My dataframe looks something like the following, where there are >100 columns that starts with "i10_" and many other columns with other data. I would like to create a new variable that tells me whether the values C7931 and C7932 are in each row within only the columns that start with "i10_". I would like to create a new variable that states TRUE or FALSE depending on whether the value exists in that row or not.
So the output would be c(TRUE, TRUE, FALSE, FALSE, FALSE, TRUE)
CodePudding user response:
Create a vector with the columns of interest and use rowSums()
, i.e.
i1 <- grep('i10_', names(d1))
rowSums(d1[i1] == 'C7931' | d1[i1] == 'C7932', na.rm = TRUE) > 0
where,
d1 <- structure(list(v1 = c("A", "B", "C", "D", "E", "F"), i10_a = c(NA,
"C7931", NA, NA, "S272XXA", "R55"), i10_1 = c("C7931", "C7931",
"R079", "S272XXA", "S234sfs", "N179")), class = "data.frame", row.names = c(NA,
-6L))
CodePudding user response:
Ideally, you would give us a reproducible example with dput()
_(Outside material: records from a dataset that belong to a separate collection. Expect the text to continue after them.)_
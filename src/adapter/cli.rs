// src/adapter/cli.rs
// Command line surface

use clap::{Parser, Subcommand};
use rust_decimal::Decimal;

use crate::domain::errors::{AppError, AppResult};
use crate::domain::model::{
    Direction, Exchange, InstrumentKey, OrderRequest, OrderType, PlacementOptions, Product,
};

#[derive(Debug, Parser)]
#[command(name = "sheet_trade", version, about = "Places Kite orders listed in a spreadsheet")]
pub struct Cli {
    /// Load settings from a JSON config file instead of the environment
    #[arg(long, global = true)]
    pub config: Option<String>,

    #[command(subcommand)]
    pub command: Option<Command>,
}

#[derive(Debug, Clone, Subcommand)]
pub enum Command {
    /// Poll the order sheet until Ctrl+C
    Poll,

    /// Place a single order, by default a LIMIT priced from the same side of the book
    Place {
        symbol: String,
        #[arg(value_parser = parse_direction)]
        direction: Direction,
        quantity: u64,
        #[arg(long, value_parser = parse_product)]
        product: Option<Product>,
        /// Send a MARKET order
        #[arg(long, conflicts_with = "price")]
        market: bool,
        /// Limit price to use instead of the best same-side level
        #[arg(long, value_parser = parse_price)]
        price: Option<Decimal>,
        /// Exchange to use instead of the one inferred from the symbol
        #[arg(long, value_parser = parse_exchange)]
        exchange: Option<Exchange>,
    },

    /// Show best levels for EXCHANGE:SYMBOL keys or EXCHANGE SYMBOL pairs
    Quote {
        #[arg(required = true, num_args = 1..)]
        targets: Vec<String>,
        #[arg(long, value_parser = parse_direction)]
        side: Option<Direction>,
    },

    /// Look up an instrument token in the instruments file
    Instrument { exchange: String, symbol: String },

    /// Validate the stored access token or run the login flow
    Login,

    /// Print exchange and default product for a symbol
    Classify { symbol: String },
}

impl Cli {
    pub fn command(&self) -> Command {
        self.command.clone().unwrap_or(Command::Poll)
    }
}

impl Command {
    /// The order request a `place` invocation describes.
    pub fn order_request(&self) -> Option<OrderRequest> {
        match self {
            Command::Place {
                symbol,
                direction,
                quantity,
                product,
                ..
            } => Some(OrderRequest {
                symbol: symbol.trim().to_string(),
                direction: *direction,
                quantity: *quantity,
                product: *product,
            }),
            _ => None,
        }
    }

    /// Order type, exchange and price overrides of a `place` invocation.
    pub fn placement_options(&self) -> Option<PlacementOptions> {
        match self {
            Command::Place {
                market,
                price,
                exchange,
                ..
            } => Some(PlacementOptions {
                order_type: if *market { OrderType::Market } else { OrderType::Limit },
                exchange: *exchange,
                price: *price,
            }),
            _ => None,
        }
    }
}

fn parse_direction(s: &str) -> Result<Direction, String> {
    s.parse()
}

fn parse_product(s: &str) -> Result<Product, String> {
    s.parse()
}

fn parse_exchange(s: &str) -> Result<Exchange, String> {
    Exchange::from_code(s).ok_or_else(|| format!("Unknown exchange: {}", s))
}

fn parse_price(s: &str) -> Result<Decimal, String> {
    let price: Decimal = s.trim().parse().map_err(|_| format!("invalid price '{}'", s))?;
    if price <= Decimal::ZERO {
        return Err(format!("price '{}' must be positive", s));
    }
    Ok(price)
}

/// Quote targets are either all `EXCHANGE:SYMBOL` keys or a flat list of
/// exchange/symbol pairs.
pub fn parse_quote_targets(args: &[String]) -> AppResult<Vec<InstrumentKey>> {
    if args.is_empty() {
        return Err(AppError::InvalidInput("No instruments given".to_string()));
    }

    if args.iter().all(|a| a.contains(':')) {
        return args
            .iter()
            .map(|a| a.parse::<InstrumentKey>().map_err(AppError::InvalidInput))
            .collect();
    }

    if args.len() % 2 != 0 {
        return Err(AppError::InvalidInput(
            "Arguments must be in exchange/symbol pairs".to_string(),
        ));
    }

    args.chunks(2)
        .map(|pair| {
            let exchange = Exchange::from_code(&pair[0])
                .ok_or_else(|| AppError::InvalidInput(format!("Unknown exchange: {}", pair[0])))?;
            Ok(InstrumentKey::new(exchange, pair[1].trim()))
        })
        .collect()
}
. Assuming your dataframe is called df
, you can do something like this with only base
.
df$present <- apply(
df[, c(substr(names(df), 1, 3) == "i10")],
MARGIN = 1,
FUN = function(x){"C7931" %in% x & "C7932" %in% x})
This will go row by row and check columns that start with i10 if they contain "C7931" and "C7932".
CodePudding user response:
Similar approach with dplyr::across()
my_eval<-c("C7932","C7931")
d1%>%
mutate(is_it_here=
rowSums(across(starts_with("i10_"),
~. %in% my_eval))!=0)